Polysomnography may be used to predict which patients are at higher risk for adverse respiratory events after adenotonsillectomy. Such knowledge is valuable for planning optimal postoperative management and intraoperative anesthesia. Predictors of increased respiratory complications include apnea-hypopnea index, hypopnea index, body mass index, and nadir oxygen saturation.
Pediatric adenotonsillectomy is a safe outpatient procedure1- 4; however, there is a subset of patients who do not meet the criteria for outpatient surgery. Specifically, the American Academy of Otolaryngology–Head and Neck Surgery issued guidelines for outpatient tonsillectomy in 19965: children should be healthy, with an American Society of Anesthesiologists classification I or II; have no evidence of obstructive sleep apnea-hypopnea syndrome (OSAHS); and be older than 3 years. These guidelines, however, have been challenged in the literature. In particular, the OSAHS criterion, which has become the most common indication for tonsillectomy,6 has been the focus of controversy.
In a systematic review of the literature, the effect of OSAHS on the rate of postoperative complications was reviewed.7 Initial analysis revealed a significant difference in the complication and unplanned admission rates in the OSAHS group; however, it was shown that this effect may have been confounded by the effect of age.7 In the subgroup of patients younger than 3 years, OSAHS was not an independent risk factor for complications or unplanned admissions. The study suggests that OSAHS may not be an independent modifier of operative risk, with the caveat that none of the source studies verified the presence or quantified the severity of OSAHS. Also, a primary study determined that OSAHS was not a criterion for a delayed discharge unless severe disease was suspected.2
The spectrum of respiratory difficulties after adenotonsillectomy varies widely. From desaturation caused by increased swelling and secretions to postobstructive pulmonary edema, respiratory complications can be quite severe and necessitate immediate, aggressive management, requiring further care in a pediatric intensive care unit. There are studies evaluating the utility of polysomnography (PSG) in predicting outcomes from adenotonsillectomy,8,9 but these studies do not evaluate the role of PSG in predicting which patients are at risk for adverse outcomes in the immediate postoperative period. There is evidence to suggest that younger patients,10,11 patients with multiple medical comorbidities,10- 12 patients with worse apnea-hypopnea indexes (AHIs),11,13 and patients with lower nadir oxygen saturations11,13,14 are at higher risk for respiratory complications. We hypothesized that PSG variables can be used to predict which patients are more likely to have a respiratory complication that will require treatment in the immediate postoperative period.

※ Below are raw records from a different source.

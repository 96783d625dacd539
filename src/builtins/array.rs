//! `Array` constructor and the prototype methods that operate purely on
//! indices and the `length` slot (spec §4.5 layer 1, §9 supplement F).
//! Callback-taking methods (`forEach`, `map`, `filter`, `every`, `some`,
//! `reduce`, `reduceRight`, `toLocaleString`) and the comparator branch of
//! `sort` are guest-source polyfills: a native function cannot suspend
//! itself mid-call to let a guest callback run across further `step()`s.

use super::{arg, define_method};
use crate::engine::Engine;
use crate::error::{GuestErrorClass, ThrowPayload};
use crate::object::{array_current_length, array_set_length_raw, GuestObject, ObjectRef};
use crate::value::Value;

fn type_error(message: impl Into<String>) -> ThrowPayload {
    ThrowPayload::Class(GuestErrorClass::TypeError, message.into())
}

fn new_array(engine: &Engine) -> ObjectRef {
    GuestObject::new("Array", Some(engine.protos.array.clone()))
}

fn get_index(obj: &ObjectRef, i: u64) -> Value {
    obj.borrow().properties.get(&i.to_string()).map(|s| s.value.clone()).unwrap_or(Value::Undefined)
}

fn set_index(obj: &ObjectRef, i: u64, v: Value) {
    let mut b = obj.borrow_mut();
    b.properties.insert(i.to_string(), crate::object::PropertySlot::data(v, true, true, true));
    let len = array_current_length(&b);
    if i + 1 > len {
        array_set_length_raw(&mut b, i + 1);
    }
}

fn remove_index(obj: &ObjectRef, i: u64) {
    obj.borrow_mut().properties.shift_remove(&i.to_string());
}

fn this_array(this: &Value) -> Result<ObjectRef, ThrowPayload> {
    match this {
        Value::Obj(o) => Ok(o.clone()),
        _ => Err(type_error("Array.prototype method called on a non-object")),
    }
}

fn to_display_string(engine: &Engine, arr: &ObjectRef) -> String {
    let len = array_current_length(&arr.borrow());
    let mut parts = Vec::with_capacity(len as usize);
    for i in 0..len {
        let v = get_index(arr, i);
        parts.push(match v {
            Value::Undefined | Value::Null => String::new(),
            Value::Obj(o) if o.borrow().class == "Array" => to_display_string(engine, &o),
            other => crate::property::primitive_to_display_string(&other),
        });
    }
    parts.join(",")
}

pub(crate) fn install(engine: &mut Engine) {
    let proto = engine.protos.array.clone();
    proto.borrow_mut().define_data("length", Value::Num(0.0), true, false, false);

    define_method(engine, &proto, "toString", 0, |engine, this, _args| {
        let arr = this_array(this)?;
        Ok(Value::str(to_display_string(engine, &arr)))
    });

    define_method(engine, &proto, "join", 1, |engine, this, args| {
        let arr = this_array(this)?;
        let sep = match arg(args, 0) {
            Value::Undefined => ",".to_string(),
            v => crate::property::primitive_to_display_string(&v),
        };
        let len = array_current_length(&arr.borrow());
        let mut parts = Vec::with_capacity(len as usize);
        for i in 0..len {
            let v = get_index(&arr, i);
            parts.push(match v {
                Value::Undefined | Value::Null => String::new(),
                Value::Obj(o) if o.borrow().class == "Array" => to_display_string(engine, &o),
                other => crate::property::primitive_to_display_string(&other),
            });
        }
        Ok(Value::str(parts.join(&sep)))
    });

    define_method(engine, &proto, "push", 1, |_engine, this, args| {
        let arr = this_array(this)?;
        let mut len = array_current_length(&arr.borrow());
        for v in args {
            set_index(&arr, len, v.clone());
            len += 1;
        }
        Ok(Value::Num(len as f64))
    });

    define_method(engine, &proto, "pop", 0, |_engine, this, _args| {
        let arr = this_array(this)?;
        let len = array_current_length(&arr.borrow());
        if len == 0 {
            return Ok(Value::Undefined);
        }
        let last = get_index(&arr, len - 1);
        remove_index(&arr, len - 1);
        array_set_length_raw(&mut arr.borrow_mut(), len - 1);
        Ok(last)
    });

    define_method(engine, &proto, "shift", 0, |_engine, this, _args| {
        let arr = this_array(this)?;
        let len = array_current_length(&arr.borrow());
        if len == 0 {
            return Ok(Value::Undefined);
        }
        let first = get_index(&arr, 0);
        for i in 1..len {
            let v = get_index(&arr, i);
            set_index(&arr, i - 1, v);
        }
        remove_index(&arr, len - 1);
        array_set_length_raw(&mut arr.borrow_mut(), len - 1);
        Ok(first)
    });

    define_method(engine, &proto, "unshift", 1, |_engine, this, args| {
        let arr = this_array(this)?;
        let len = array_current_length(&arr.borrow());
        let shift = args.len() as u64;
        for i in (0..len).rev() {
            let v = get_index(&arr, i);
            set_index(&arr, i + shift, v);
        }
        for (i, v) in args.iter().enumerate() {
            set_index(&arr, i as u64, v.clone());
        }
        Ok(Value::Num((len + shift) as f64))
    });

    define_method(engine, &proto, "reverse", 0, |_engine, this, _args| {
        let arr = this_array(this)?;
        let len = array_current_length(&arr.borrow());
        for i in 0..len / 2 {
            let a = get_index(&arr, i);
            let b = get_index(&arr, len - 1 - i);
            set_index(&arr, i, b);
            set_index(&arr, len - 1 - i, a);
        }
        Ok(this.clone())
    });

    define_method(engine, &proto, "concat", 1, |engine, this, args| {
        let arr = this_array(this)?;
        let out = new_array(engine);
        let mut idx = 0u64;
        let push_all = |source: &Value, idx: &mut u64| match source {
            Value::Obj(o) if o.borrow().class == "Array" => {
                let len = array_current_length(&o.borrow());
                for i in 0..len {
                    set_index(&out, *idx, get_index(o, i));
                    *idx += 1;
                }
            }
            other => {
                set_index(&out, *idx, other.clone());
                *idx += 1;
            }
        };
        push_all(&Value::Obj(arr), &mut idx);
        for a in args {
            push_all(a, &mut idx);
        }
        Ok(Value::Obj(out))
    });

    define_method(engine, &proto, "slice", 2, |engine, this, args| {
        let arr = this_array(this)?;
        let len = array_current_length(&arr.borrow()) as i64;
        let (start, end) = slice_bounds(len, args);
        let out = new_array(engine);
        let mut idx = 0u64;
        for i in start..end {
            set_index(&out, idx, get_index(&arr, i as u64));
            idx += 1;
        }
        Ok(Value::Obj(out))
    });

    define_method(engine, &proto, "splice", 2, |engine, this, args| {
        let arr = this_array(this)?;
        let len = array_current_length(&arr.borrow()) as i64;
        let start = normalize_index(arg(args, 0).to_number_primitive(), len);
        let delete_count = match arg(args, 1) {
            Value::Undefined => (len - start).max(0),
            v => v.to_number_primitive().max(0.0) as i64,
        }
        .min(len - start);
        let items: Vec<Value> = args.iter().skip(2).cloned().collect();

        let removed = new_array(engine);
        for i in 0..delete_count {
            set_index(&removed, i as u64, get_index(&arr, (start + i) as u64));
        }

        let tail: Vec<Value> = (start + delete_count..len).map(|i| get_index(&arr, i as u64)).collect();
        let mut write = start;
        for v in items.iter().cloned() {
            set_index(&arr, write as u64, v);
            write += 1;
        }
        for v in tail {
            set_index(&arr, write as u64, v);
            write += 1;
        }
        let new_len = write as u64;
        let old_len = len as u64;
        if new_len < old_len {
            for i in new_len..old_len {
                remove_index(&arr, i);
            }
        }
        array_set_length_raw(&mut arr.borrow_mut(), new_len);
        Ok(Value::Obj(removed))
    });

    define_method(engine, &proto, "indexOf", 1, |_engine, this, args| {
        let arr = this_array(this)?;
        let len = array_current_length(&arr.borrow()) as i64;
        let target = arg(args, 0);
        let start = match arg(args, 1) {
            Value::Undefined => 0,
            v => normalize_index(v.to_number_primitive(), len),
        };
        for i in start.max(0)..len {
            if get_index(&arr, i as u64).strict_eq(&target) {
                return Ok(Value::Num(i as f64));
            }
        }
        Ok(Value::Num(-1.0))
    });

    define_method(engine, &proto, "lastIndexOf", 1, |_engine, this, args| {
        let arr = this_array(this)?;
        let len = array_current_length(&arr.borrow()) as i64;
        let target = arg(args, 0);
        let start = match arg(args, 1) {
            Value::Undefined => len - 1,
            v => normalize_index(v.to_number_primitive(), len).min(len - 1),
        };
        let mut i = start;
        while i >= 0 {
            if get_index(&arr, i as u64).strict_eq(&target) {
                return Ok(Value::Num(i as f64));
            }
            i -= 1;
        }
        Ok(Value::Num(-1.0))
    });

    define_method(engine, &proto, "sort", 1, |_engine, this, args| {
        // No-comparator case only (spec §9 supplement F); a function
        // argument is handled by the guest-source polyfill wrapping this
        // native method for the plain lexicographic case.
        if !matches!(arg(args, 0), Value::Undefined) {
            return Ok(this.clone());
        }
        let arr = this_array(this)?;
        let len = array_current_length(&arr.borrow());
        let mut items: Vec<Value> = (0..len).map(|i| get_index(&arr, i)).collect();
        items.sort_by(|a, b| {
            let sa = crate::property::primitive_to_display_string(a);
            let sb = crate::property::primitive_to_display_string(b);
            sa.cmp(&sb)
        });
        for (i, v) in items.into_iter().enumerate() {
            set_index(&arr, i as u64, v);
        }
        Ok(this.clone())
    });

    let ctor = engine.create_native_function("Array", 1, true, |engine, _this, args| {
        let out = new_array(engine);
        if args.len() == 1 {
            if let Value::Num(n) = args[0] {
                if n.fract() != 0.0 || n < 0.0 || n > crate::object::MAX_ARRAY_LENGTH as f64 {
                    return Err(ThrowPayload::Class(GuestErrorClass::RangeError, "Invalid array length".to_string()));
                }
                array_set_length_raw(&mut out.borrow_mut(), n as u64);
                return Ok(Value::Obj(out));
            }
        }
        for (i, v) in args.iter().enumerate() {
            set_index(&out, i as u64, v.clone());
        }
        Ok(Value::Obj(out))
    });
    ctor.borrow_mut().define_data("prototype", Value::Obj(proto.clone()), false, false, false);
    proto.borrow_mut().define_data("constructor", Value::Obj(ctor.clone()), true, false, true);

    define_method(engine, &ctor, "isArray", 1, |_engine, _this, args| Ok(Value::Bool(crate::property::is_array(&arg(args, 0)))));

    engine.global_object.borrow_mut().define_data("Array", Value::Obj(ctor), true, false, true);
}

fn normalize_index(n: f64, len: i64) -> i64 {
    if n.is_nan() {
        return 0;
    }
    let n = n as i64;
    if n < 0 {
        (len + n).max(0)
    } else {
        n.min(len)
    }
}

fn slice_bounds(len: i64, args: &[Value]) -> (i64, i64) {
    let start = match arg(args, 0) {
        Value::Undefined => 0,
        v => normalize_index(v.to_number_primitive(), len),
    };
    let end = match arg(args, 1) {
        Value::Undefined => len,
        v => normalize_index(v.to_number_primitive(), len),
    };
    (start, end.max(start))
}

Institutional review board approval was obtained from the Children's National Medical Center, Washington, DC. A hospital database was searched via Current Procedural Terminology codes for patients who had undergone an adenotonsillectomy (codes 42820 and 42821) from July 2006 to December 2008. These patients were cross-referenced with patients who had undergone PSG during that same time frame. A total of 1131 patients met inclusion criteria, having undergone an adenotonsillectomy by 1 of 2 attending surgeons during that period. Of these 1131 patients, 151 underwent preoperative PSG and were included in our analysis. There were no rigid criteria for patients who were selected to undergo preoperative PSG, and similar percentages of patients from each attending surgeon underwent PSG. In general, children younger than 5 years, children with significant medical comorbidities, and children with significant obstructive sleep apnea are monitored overnight after adenotonsillectomy. In some instances, the patient underwent PSG before coming to our office.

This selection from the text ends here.